Austro-Hungarian-American biochemist Gerty Cori is best-known for discovering the course of catalytic conversion of glycogen with her husband Carl Ferdinand Cori for which they jointly won the 1947 Nobel Prize in Physiology or Medicine. With this Gerty became the third woman to win a Nobel in science and the first to win it in this category.
Apart from being the first to discover nucleic acid, Swiss biochemist Friedrich Miescher also isolated protamine, a protein associated with nucleic acid. Born to a scientifically rich family, he initially wished to become a doctor, but rendered partially deaf due to typhoid, he later chose physiological chemistry.
Frederick Gowland Hopkins was an English biochemist whose discovery of vitamins earned him the prestigious 1929 Nobel Prize in Physiology or Medicine. He also received other prestigious awards like the Royal Medal and Copley Medal. He is also credited with discovering the amino acid tryptophan. From 1930 to 1935, Frederick Gowland Hopkins served as the President of the Royal Society.
Yellapragada Subbarow was an Indian biochemist who is credited with developing methotrexate, an immune-system suppressant and chemotherapy agent which is widely used to treat autoimmune diseases and cancer. He also helped American plant physiologist Benjamin Duggar discover chlortetracycline, the world's first tetracycline antibiotic.
A Lithuanian Jew, Phoebus Levene moved with his family to the U.S. in the wake of anti-Semitic attacks. While he initially studied medicine, Levene later focused on biochemistry. Known for his path-breaking research on nucleic acids, he worked at the Rockefeller Institute for Medical Research for over three decades.
John James Rickard Macleod was a Scottish biochemist and physiologist. Even though his research covered diverse topics in physiology and biochemistry, he is best remembered for his work in carbohydrate metabolism. He played a major role in the discovery and isolation of insulin, for which he shared the 1923 Nobel prize in Physiology or Medicine with Frederick Banting.

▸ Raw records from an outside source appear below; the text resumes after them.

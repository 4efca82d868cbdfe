//! The deployment sequence.
//!
//! Create both canisters, build, install the backend with the collection
//! settings, then mint each place and register its asset locations.
//! Setup failures end the run; per-place failures follow the configured
//! [`FailurePolicy`].
//!
//! Follow-up calls address the token the canister assigned at mint. When
//! `mint` reports no index, tokens are assumed to be numbered from zero in
//! order of successful mints.

use std::future::Future;

use candid::Principal;
use travel3::constants::{
    METHOD_MINT, METHOD_SET_DECRYPTION_KEY, METHOD_SET_DOCUMENT_LOCATION,
    METHOD_SET_IMAGE_LOCATION,
};
use travel3::{
    content_sources, decryption_args, location_args, mint_args, source_args, token_metadata, Args,
    AssetLocation, PlaceRecord,
};
use travel3_dfx::{CallOutput, CanisterCli};

use crate::config::{DeployConfig, FailurePolicy};
use crate::error::{DeployError, ItemError};
use crate::report::{DeployReport, OutcomeStatus};

/// Runs a deployment against a canister CLI.
pub struct Deployer<C> {
    cli: C,
    config: DeployConfig,
}

impl<C: CanisterCli> Deployer<C> {
    pub fn new(cli: C, config: DeployConfig) -> Self {
        Self { cli, config }
    }

    pub fn cli(&self) -> &C {
        &self.cli
    }

    /// Run the full sequence and report what happened to each place.
    pub async fn run(&self) -> Result<DeployReport, DeployError> {
        self.run_until(std::future::pending()).await
    }

    /// Like [`Deployer::run`], but stop as soon as `shutdown` completes.
    ///
    /// The command in flight is dropped, which kills its process. Places
    /// already processed are returned in [`DeployError::Interrupted`].
    pub async fn run_until(
        &self,
        shutdown: impl Future<Output = ()>,
    ) -> Result<DeployReport, DeployError> {
        tokio::pin!(shutdown);

        // Fail on bad input before touching any canister.
        let places = self.config.source.load()?;
        tracing::info!(source = %self.config.source, count = places.len(), "places loaded");

        let owner = tokio::select! {
            biased;
            _ = &mut shutdown => return Err(DeployError::Interrupted { report: None }),
            owner = self.prepare() => owner?,
        };

        let mut report = DeployReport::new(owner.to_text(), &self.config.network);
        let mut next_token = 0;
        for (index, place) in places.iter().enumerate() {
            let (token, result) = tokio::select! {
                biased;
                _ = &mut shutdown => {
                    tracing::warn!(index, "interrupted before place");
                    return Err(DeployError::Interrupted {
                        report: Some(Box::new(report)),
                    });
                }
                outcome = self.deploy_place(index, place, owner, next_token) => outcome,
            };
            if let Some(token) = token {
                next_token = token + 1;
            }
            report.record(index, place, token, result.as_ref().err());

            match result {
                Ok(()) => tracing::info!(index, token = ?token, name = %place.name, "place minted"),
                Err(e) => {
                    tracing::warn!(index, name = %place.name, error = %e, "place failed");
                    if e.is_fatal() || self.config.failure_policy == FailurePolicy::Abort {
                        return Err(DeployError::Aborted {
                            index,
                            source: e,
                            report: Box::new(report),
                        });
                    }
                }
            }
        }

        tracing::info!(
            minted = report.count(OutcomeStatus::Minted),
            partial = report.count(OutcomeStatus::Partial),
            failed = report.count(OutcomeStatus::Failed),
            "minting complete"
        );
        Ok(report)
    }

    /// Create, build and install. Returns the owner principal.
    async fn prepare(&self) -> Result<Principal, DeployError> {
        self.cli
            .create(&self.config.frontend_canister)
            .await
            .map_err(DeployError::step("create frontend canister"))?;
        self.cli
            .create(&self.config.backend_canister)
            .await
            .map_err(DeployError::step("create backend canister"))?;
        self.cli
            .build()
            .await
            .map_err(DeployError::step("build"))?;

        let owner = match self.config.owner {
            Some(owner) => owner,
            None => self
                .cli
                .principal()
                .await
                .map_err(DeployError::step("get identity principal"))?,
        };
        tracing::info!(principal = %owner, "using owner principal");

        self.cli
            .install(
                &self.config.backend_canister,
                &self.config.collection.to_args(owner),
            )
            .await
            .map_err(DeployError::step("install backend canister"))?;
        Ok(owner)
    }

    /// Mint one place, then register its assets on the minted token.
    /// Returns the token, if minted, alongside the first failure.
    async fn deploy_place(
        &self,
        index: usize,
        place: &PlaceRecord,
        owner: Principal,
        expected: u64,
    ) -> (Option<u64>, Result<(), ItemError>) {
        match self.mint(index, place, owner, expected).await {
            Ok(token) => (Some(token), self.register_assets(token, place).await),
            Err(e) => (None, Err(e)),
        }
    }

    async fn mint(
        &self,
        index: usize,
        place: &PlaceRecord,
        owner: Principal,
        expected: u64,
    ) -> Result<u64, ItemError> {
        let metadata = token_metadata(place, index)?;
        tracing::info!(index, token = %metadata.token_identifier, name = %place.name, "minting place");

        let output = self
            .call(METHOD_MINT, &mint_args(owner, &metadata))
            .await?;
        let token = match output.token_index() {
            Some(token) => {
                if token != expected {
                    tracing::warn!(index, token, expected, "canister assigned an unexpected token index");
                }
                token
            }
            None => expected,
        };

        if !self.config.settle_delay.is_zero() {
            tokio::time::sleep(self.config.settle_delay).await;
        }
        Ok(token)
    }

    async fn register_assets(&self, token: u64, place: &PlaceRecord) -> Result<(), ItemError> {
        self.call(
            METHOD_SET_IMAGE_LOCATION,
            &location_args(token, &AssetLocation::icp(&place.image_url)),
        )
        .await?;
        self.call(
            METHOD_SET_DOCUMENT_LOCATION,
            &location_args(token, &AssetLocation::icp(&place.document_url)),
        )
        .await?;

        for (method, source) in content_sources(place) {
            self.call(method, &source_args(token, source)).await?;
        }

        if let Some(key) = &place.decryption {
            self.call(METHOD_SET_DECRYPTION_KEY, &decryption_args(token, key))
                .await?;
            tracing::debug!(token, "decryption key registered");
        }
        Ok(())
    }

    async fn call(&self, method: &'static str, args: &Args) -> Result<CallOutput, ItemError> {
        let output = self
            .cli
            .call(&self.config.backend_canister, method, args)
            .await
            .map_err(|source| ItemError::Call { method, source })?;
        if let Some(reason) = output.error_tag() {
            return Err(ItemError::Rejected { method, reason });
        }
        tracing::debug!(method, output = %output.raw, "call returned");
        Ok(output)
    }
}
use thiserror::Error;

/// The three error kinds every layer of the API speaks. Classification
/// happens once, at the layer that observes the failure; layers above may
/// add context but must not change the kind.
#[derive(Error, Debug)]
pub enum RecipeError {
    #[error("invalid parameters: {0}")]
    InvalidParams(String),

    #[error("not found: {0}")]
    NotFound(String),

    #[error("internal error: {0}")]
    Internal(String),
}

pub type Result<T> = std::result::Result<T, RecipeError>;

impl RecipeError {
    pub fn is_not_found(&self) -> bool {
        matches!(self, RecipeError::NotFound(_))
    }

    pub fn is_invalid_params(&self) -> bool {
        matches!(self, RecipeError::InvalidParams(_))
    }
}
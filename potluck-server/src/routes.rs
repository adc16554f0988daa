//! Route table for the recipe catalog API.

use axum::{
    Router,
    routing::{get, post},
};

use crate::handlers::{lookups, recipes};
use crate::state::AppState;

/// Everything under `/api`.
pub fn create_api_router() -> Router<AppState> {
    Router::new().nest("/api", api_routes())
}

fn api_routes() -> Router<AppState> {
    Router::new()
        .route(
            "/recipes",
            get(recipes::list_recipes).post(recipes::create_recipe),
        )
        .route(
            "/recipes/{id}",
            get(recipes::get_recipe)
                .put(recipes::update_recipe)
                .delete(recipes::delete_recipe),
        )
        .route("/spin", post(recipes::spin))
        .route("/categories", get(lookups::list_categories))
        .route("/variants", get(lookups::list_variants))
}
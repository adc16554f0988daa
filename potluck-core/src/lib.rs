//! # Potluck Core
//!
//! Domain library for the Potluck recipe catalog, providing the typed recipe
//! model, the store abstraction with its Postgres implementation, and the
//! service layer behind the HTTP API.
//!
//! ## Overview
//!
//! - **Recipe Model**: recipes with skill levels, category and variant
//!   references, filters, and pagination metadata
//! - **Store Abstraction**: trait-based recipe store with a sqlx/Postgres
//!   implementation built on dynamic query assembly
//! - **Domain Service**: input validation, page clamping, and the wheel spin
//!   (uniform random pick from a filtered set)
//! - **Migrations**: schema and lookup seed data embedded at compile time
//!
//! ## Examples
//!
//! ```no_run
//! use std::sync::Arc;
//!
//! use potluck_core::{PostgresRecipeRepository, RecipeService, database};
//!
//! async fn bootstrap(database_url: &str) -> potluck_core::Result<RecipeService> {
//!     let pool = database::connect(database_url).await?;
//!     database::run_migrations(&pool).await?;
//!     let repo = Arc::new(PostgresRecipeRepository::new(pool));
//!     Ok(RecipeService::new(repo))
//! }
//! ```

/// Connection pool setup and migration runner
pub mod database;

/// Error types shared across the catalog
pub mod error;

/// Recipe, filter, and pagination types
pub mod model;

/// Recipe store trait and Postgres implementation
pub mod repository;

/// Domain service: validation, pagination, wheel spin
pub mod service;

pub static MIGRATOR: sqlx::migrate::Migrator = sqlx::migrate!("./migrations");

pub use error::{RecipeError, Result};
pub use model::{
    Lookup, NewRecipe, PageMeta, Recipe, RecipeDraft, RecipeFilter, RecipeFilterParams,
    RecipePage, RecipeRecord, SkillLevel,
};
pub use repository::{PostgresRecipeRepository, RecipeRepository};
pub use service::RecipeService;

Albrecht Kossel was a German biochemist whose work in ascertaining nucleic acids' chemical composition earned him the prestigious Nobel Prize for Physiology or Medicine in 1910. Kossel is also remembered for conducting prominent research into protein's composition. His work influenced several other important researchers like Henry Drysdale Dakin, Edwin B. Hart, Friedrich Miescher, and Felix Hoppe-Seyler.
Nobel Prize-winning chemist Edward Calvin Kendall is best known for his work on isolating thyroxine, or the thyroid hormone, and for crystallizing glutathione. He also revolutionized medical science by curing rheumatoid arthritis with cortisone, the steroid hormone he discovered. He was also associated with the Mayo Foundation and Princeton University.
Heinrich Otto Wieland was a German chemist known for his research into bile acids, for which he won the 1927 Nobel Prize in Chemistry. He studied under prominent chemist and professor Johannes Thiele at the University of Munich. He had a brilliant academic career and worked actively to protect Jewish students after the passage of the Nuremberg Laws.
French chemist Anselme Payen is known for co-discovering the first enzyme diastase, and for discovering the carbohydrate cellulose. He broke the Dutch monopoly for borax by developing a method to synthesize borax from soda and boric acid; developed a method to determine nitrogen and methods for refining sugar; and invented a decolorimeter.
John Jacob Abel was a biochemist and pharmacologist who established the pharmacology department at Johns Hopkins University School of Medicine. While at Hopkins, he made several important medical advancements. He made significant contributions in the field of hormone extraction and founded the Journal of Biological Chemistry. He was a recipient of the Conne Medal and the Kober Medal.
Arthur Harden was a British biochemist best remembered for winning the prestigious 1929 Nobel Prize in Chemistry for his investigations into the fermentative enzymes and fermentation of sugar. He shared the award with German-born Swedish biochemist Hans Karl August Simon von Euler-Chelpin. Arthur Harden is also remembered as a Biochemical Society's founding member.
Lafayette Mendel was a biochemist who collaborated with fellow biochemist Thomas B. Osborne to study the roles of Vitamin A, Vitamin B, lysine, and tryptophan in nutrition. A brilliant man, he was appointed full professor of physiological chemistry at Yale University when he was just 31. Later on, he was appointed Sterling Professor of Physiological Chemistry.